Problem details: Check each line below for the word "BuildError". How many have it? Answer with the number only.

Source data START

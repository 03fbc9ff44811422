//! OutboxStore port - OutboxEntry の永続化
//!
//! # 設計原則
//! - 配信可能条件はストア側で評価する（取得後にフィルタしない）
//! - `claim_pending` は「取得 + 他 relay から隠す」を 1 回の原子的な操作で行う
//! - relay の結果は `settle` で claim が生きているときだけ書き戻す
//! - エラーは `StorageError` のみ（エントリ固有のエラー種別は持たない）

use std::time::Duration;

use async_trait::async_trait;
use chrono::{DateTime, Utc};

use crate::app::status::OutboxCounts;
use crate::domain::errors::StorageError;
use crate::domain::ids::OutboxEntryId;
use crate::domain::outbox::OutboxEntry;

#[async_trait]
pub trait OutboxStore: Send + Sync {
    async fn get(&self, id: OutboxEntryId) -> Result<Option<OutboxEntry>, StorageError>;

    /// `now` 時点で配信可能なエントリを作成順（古い順）に最大 `limit` 件返す
    ///
    /// 読み取り専用。relay は [`OutboxStore::claim_pending`] を使う。
    async fn get_pending(
        &self,
        limit: usize,
        now: DateTime<Utc>,
    ) -> Result<Vec<OutboxEntry>, StorageError>;

    /// `get_pending` と同じ条件で取得し、同時に `next_retry_at = now + lease` に進める
    ///
    /// 返されたエントリ（claim 済みの状態）は、`lease` が過ぎるまで他の呼び出しに現れません。
    async fn claim_pending(
        &self,
        limit: usize,
        now: DateTime<Utc>,
        lease: Duration,
    ) -> Result<Vec<OutboxEntry>, StorageError>;

    /// 同じ id が既にあれば `StorageError::Conflict`
    async fn add(&self, entry: OutboxEntry) -> Result<(), StorageError>;

    /// id が無ければ `StorageError::NotFound`
    ///
    /// publish 済みのエントリを未 publish に戻す書き込みは `StorageError::Conflict`。
    async fn update(&self, entry: OutboxEntry) -> Result<(), StorageError>;

    /// claim したエントリの relay 結果を書き戻す（compare-and-set）
    ///
    /// 保存されている行が未 publish で、`next_retry_at` が `claimed_until`（claim 時に
    /// 返された値）のままのときだけ `entry` で置き換えて `true` を返します。
    /// lease が切れて別の relay が claim し直した、あるいは publish 済みにした場合は
    /// 何もせずに `false` を返します。
    async fn settle(
        &self,
        entry: OutboxEntry,
        claimed_until: Option<DateTime<Utc>>,
    ) -> Result<bool, StorageError>;

    async fn counts(&self, now: DateTime<Utc>) -> Result<OutboxCounts, StorageError>;
}
//! NotificationService - `notification.commands` の SendNotification を送る

use std::sync::Arc;

use async_trait::async_trait;
use tracing::{Instrument, Span};

use crate::app::builder::{BuildError, ConsumerApp, ConsumerAppBuilder};
use crate::domain::contracts::SendNotification;
use crate::domain::errors::HandlerError;
use crate::ports::NotificationSender;
use crate::topology::{queues, services};
use crate::typed::{Contract, Handler, MessageContext};

#[derive(Clone)]
pub struct NotificationService {
    sender: Arc<dyn NotificationSender>,
    span: Span,
}

impl NotificationService {
    pub fn new(sender: Arc<dyn NotificationSender>, span: Span) -> Self {
        Self { sender, span }
    }

    pub fn consumer_app(self) -> Result<ConsumerApp, BuildError> {
        Ok(
            ConsumerAppBuilder::new(services::NOTIFICATION, queues::NOTIFICATION_COMMANDS)
                .register::<SendNotification, _>(self)?
                .expect_contracts(&[SendNotification::TYPE])
                .build()?,
        )
    }
}

#[async_trait]
impl Handler<SendNotification> for NotificationService {
    async fn handle(&self, command: SendNotification, ctx: &MessageContext) -> Result<(), HandlerError> {
        let span = self.span.clone();
        async {
            self.sender.send(&command).await.inspect_err(|e| {
                tracing::warn!(
                    message_id = %command.message_id,
                    kind = ?command.kind,
                    attempt = ctx.attempt,
                    error = %e,
                    "notification not sent"
                );
            })?;
            Ok::<(), HandlerError>(())
        }
        .instrument(span)
        .await
    }
}

#[cfg(test)]
mod tests {
    use super::*;
    use crate::domain::contracts::NotificationKind;
    use crate::domain::envelope::BrokerMessage;
    use crate::domain::ids::{MessageId, OutboxEntryId};
    use crate::impls::LoggingNotificationSender;
    use crate::ports::ChannelError;
    use chrono::Utc;
    use ulid::Ulid;

    struct Refusing;

    #[async_trait]
    impl NotificationSender for Refusing {
        async fn send(&self, _: &SendNotification) -> Result<(), ChannelError> {
            Err(ChannelError::Refused("unsubscribed".into()))
        }
    }

    fn command() -> (SendNotification, MessageContext) {
        let command = SendNotification {
            message_id: MessageId::from_ulid(Ulid::new()),
            recipient: "bob".into(),
            originator: "alice".into(),
            kind: NotificationKind::DeliveryCompleted,
            text: "delivered".into(),
        };
        let message = BrokerMessage {
            message_id: OutboxEntryId::from_ulid(Ulid::new()),
            event_type: SendNotification::TYPE.into(),
            correlation_id: command.message_id,
            occurred_at: Utc::now(),
            payload: serde_json::to_value(&command).unwrap(),
        };
        let ctx = MessageContext::new(&message, queues::NOTIFICATION_COMMANDS, 1);
        (command, ctx)
    }

    #[tokio::test]
    async fn sends_through_the_sender() {
        let sender = LoggingNotificationSender::new();
        let service = NotificationService::new(Arc::new(sender.clone()), Span::none());
        let (command, ctx) = command();

        service.handle(command, &ctx).await.unwrap();

        assert_eq!(sender.sent(), 1);
    }

    #[tokio::test]
    async fn refused_notification_is_permanent() {
        let service = NotificationService::new(Arc::new(Refusing), Span::none());
        let (command, ctx) = command();

        let err = service.handle(command, &ctx).await.unwrap_err();

        assert!(matches!(err, HandlerError::Permanent(_)));
    }
}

Source data END

Answer to this exercise: 2